━━━ Data provided

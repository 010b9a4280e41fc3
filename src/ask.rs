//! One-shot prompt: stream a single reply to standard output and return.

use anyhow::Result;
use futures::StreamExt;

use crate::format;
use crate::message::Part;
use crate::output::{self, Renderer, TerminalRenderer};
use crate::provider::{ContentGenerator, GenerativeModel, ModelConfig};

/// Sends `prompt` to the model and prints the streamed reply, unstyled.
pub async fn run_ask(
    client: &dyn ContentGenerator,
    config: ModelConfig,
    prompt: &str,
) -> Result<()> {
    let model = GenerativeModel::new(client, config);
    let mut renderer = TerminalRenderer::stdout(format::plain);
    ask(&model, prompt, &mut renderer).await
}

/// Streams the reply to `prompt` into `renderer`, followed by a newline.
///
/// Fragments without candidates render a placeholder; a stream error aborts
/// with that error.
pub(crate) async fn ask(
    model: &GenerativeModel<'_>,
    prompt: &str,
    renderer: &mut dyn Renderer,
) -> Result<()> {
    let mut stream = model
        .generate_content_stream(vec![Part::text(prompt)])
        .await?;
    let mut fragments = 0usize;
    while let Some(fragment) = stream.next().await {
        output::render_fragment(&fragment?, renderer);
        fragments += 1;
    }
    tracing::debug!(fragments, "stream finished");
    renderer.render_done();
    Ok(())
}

━━━━━━
━━━ Data provided

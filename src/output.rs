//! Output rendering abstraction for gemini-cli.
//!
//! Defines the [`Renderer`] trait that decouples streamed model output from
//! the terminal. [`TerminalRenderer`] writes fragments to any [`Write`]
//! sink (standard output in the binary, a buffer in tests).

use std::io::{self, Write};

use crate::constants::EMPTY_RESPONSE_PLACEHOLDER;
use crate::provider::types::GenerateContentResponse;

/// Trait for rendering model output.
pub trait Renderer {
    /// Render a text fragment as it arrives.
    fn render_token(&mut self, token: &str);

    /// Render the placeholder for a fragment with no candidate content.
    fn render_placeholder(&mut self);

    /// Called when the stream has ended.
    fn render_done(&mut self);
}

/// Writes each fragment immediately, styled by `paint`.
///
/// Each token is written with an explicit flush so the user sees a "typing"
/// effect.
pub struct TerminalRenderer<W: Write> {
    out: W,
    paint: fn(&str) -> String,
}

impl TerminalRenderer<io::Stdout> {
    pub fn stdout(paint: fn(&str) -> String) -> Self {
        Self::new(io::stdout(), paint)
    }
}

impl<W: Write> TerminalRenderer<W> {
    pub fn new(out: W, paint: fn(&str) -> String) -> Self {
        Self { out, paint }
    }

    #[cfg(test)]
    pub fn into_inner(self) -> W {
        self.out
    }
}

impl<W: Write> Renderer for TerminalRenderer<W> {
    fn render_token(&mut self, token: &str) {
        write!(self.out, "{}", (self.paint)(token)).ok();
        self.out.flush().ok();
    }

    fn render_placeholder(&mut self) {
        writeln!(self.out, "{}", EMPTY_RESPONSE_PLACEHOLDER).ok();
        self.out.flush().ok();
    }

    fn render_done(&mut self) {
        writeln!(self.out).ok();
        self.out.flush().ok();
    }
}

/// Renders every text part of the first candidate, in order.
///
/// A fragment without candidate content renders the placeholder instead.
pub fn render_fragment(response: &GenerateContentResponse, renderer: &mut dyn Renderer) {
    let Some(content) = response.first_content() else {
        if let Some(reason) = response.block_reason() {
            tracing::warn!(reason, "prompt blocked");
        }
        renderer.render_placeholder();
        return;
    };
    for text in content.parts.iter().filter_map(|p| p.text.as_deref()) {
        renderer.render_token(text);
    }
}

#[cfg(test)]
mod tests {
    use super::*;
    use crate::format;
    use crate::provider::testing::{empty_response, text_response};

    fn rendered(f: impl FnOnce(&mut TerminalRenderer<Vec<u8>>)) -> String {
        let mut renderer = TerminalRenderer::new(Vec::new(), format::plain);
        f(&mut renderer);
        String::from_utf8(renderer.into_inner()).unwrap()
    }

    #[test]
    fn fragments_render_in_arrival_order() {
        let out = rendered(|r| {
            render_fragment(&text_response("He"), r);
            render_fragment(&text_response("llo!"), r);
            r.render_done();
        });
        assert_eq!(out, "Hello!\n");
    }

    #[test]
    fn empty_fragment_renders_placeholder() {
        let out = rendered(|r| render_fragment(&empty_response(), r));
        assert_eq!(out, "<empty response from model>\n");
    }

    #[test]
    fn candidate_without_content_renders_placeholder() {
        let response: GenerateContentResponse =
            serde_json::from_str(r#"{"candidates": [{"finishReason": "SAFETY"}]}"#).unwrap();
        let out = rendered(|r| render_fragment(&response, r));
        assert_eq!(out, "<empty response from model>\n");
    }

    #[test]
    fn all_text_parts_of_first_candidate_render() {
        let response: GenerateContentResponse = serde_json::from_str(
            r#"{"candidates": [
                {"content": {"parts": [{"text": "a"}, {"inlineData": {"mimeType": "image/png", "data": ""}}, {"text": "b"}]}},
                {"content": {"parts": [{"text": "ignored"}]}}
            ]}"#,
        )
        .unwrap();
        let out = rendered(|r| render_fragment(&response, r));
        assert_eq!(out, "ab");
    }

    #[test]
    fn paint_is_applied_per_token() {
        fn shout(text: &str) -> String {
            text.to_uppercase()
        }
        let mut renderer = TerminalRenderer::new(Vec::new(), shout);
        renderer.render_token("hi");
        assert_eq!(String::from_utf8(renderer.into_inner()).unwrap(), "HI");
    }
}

━━━━━━
━━━ Data provided

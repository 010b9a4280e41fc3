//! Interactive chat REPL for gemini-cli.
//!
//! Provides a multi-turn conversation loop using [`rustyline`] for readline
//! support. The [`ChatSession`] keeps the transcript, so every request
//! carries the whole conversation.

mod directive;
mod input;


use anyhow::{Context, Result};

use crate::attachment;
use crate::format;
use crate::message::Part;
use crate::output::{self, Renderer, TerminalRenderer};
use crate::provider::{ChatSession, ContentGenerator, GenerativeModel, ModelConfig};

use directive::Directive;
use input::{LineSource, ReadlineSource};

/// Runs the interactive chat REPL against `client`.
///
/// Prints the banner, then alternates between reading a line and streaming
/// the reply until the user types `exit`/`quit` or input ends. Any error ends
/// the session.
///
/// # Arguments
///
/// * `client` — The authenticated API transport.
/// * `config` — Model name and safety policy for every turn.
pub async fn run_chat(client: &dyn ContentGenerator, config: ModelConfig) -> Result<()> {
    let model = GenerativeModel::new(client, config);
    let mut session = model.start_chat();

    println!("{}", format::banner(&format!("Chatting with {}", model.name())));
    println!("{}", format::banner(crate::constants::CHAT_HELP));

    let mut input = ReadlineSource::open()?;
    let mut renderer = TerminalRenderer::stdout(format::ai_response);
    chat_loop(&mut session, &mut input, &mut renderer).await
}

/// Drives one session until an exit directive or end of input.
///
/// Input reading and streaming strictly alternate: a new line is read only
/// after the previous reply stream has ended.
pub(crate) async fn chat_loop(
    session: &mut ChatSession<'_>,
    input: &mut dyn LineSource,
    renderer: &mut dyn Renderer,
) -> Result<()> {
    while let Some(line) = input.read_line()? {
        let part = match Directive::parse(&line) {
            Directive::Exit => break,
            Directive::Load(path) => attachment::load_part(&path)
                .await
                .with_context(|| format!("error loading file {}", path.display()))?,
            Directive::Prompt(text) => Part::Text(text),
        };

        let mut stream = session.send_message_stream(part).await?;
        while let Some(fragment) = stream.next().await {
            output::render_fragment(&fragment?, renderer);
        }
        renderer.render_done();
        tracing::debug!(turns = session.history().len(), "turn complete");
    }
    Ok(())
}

━━━━━━

Number of lines above containing "debug": state it and nothing else.

2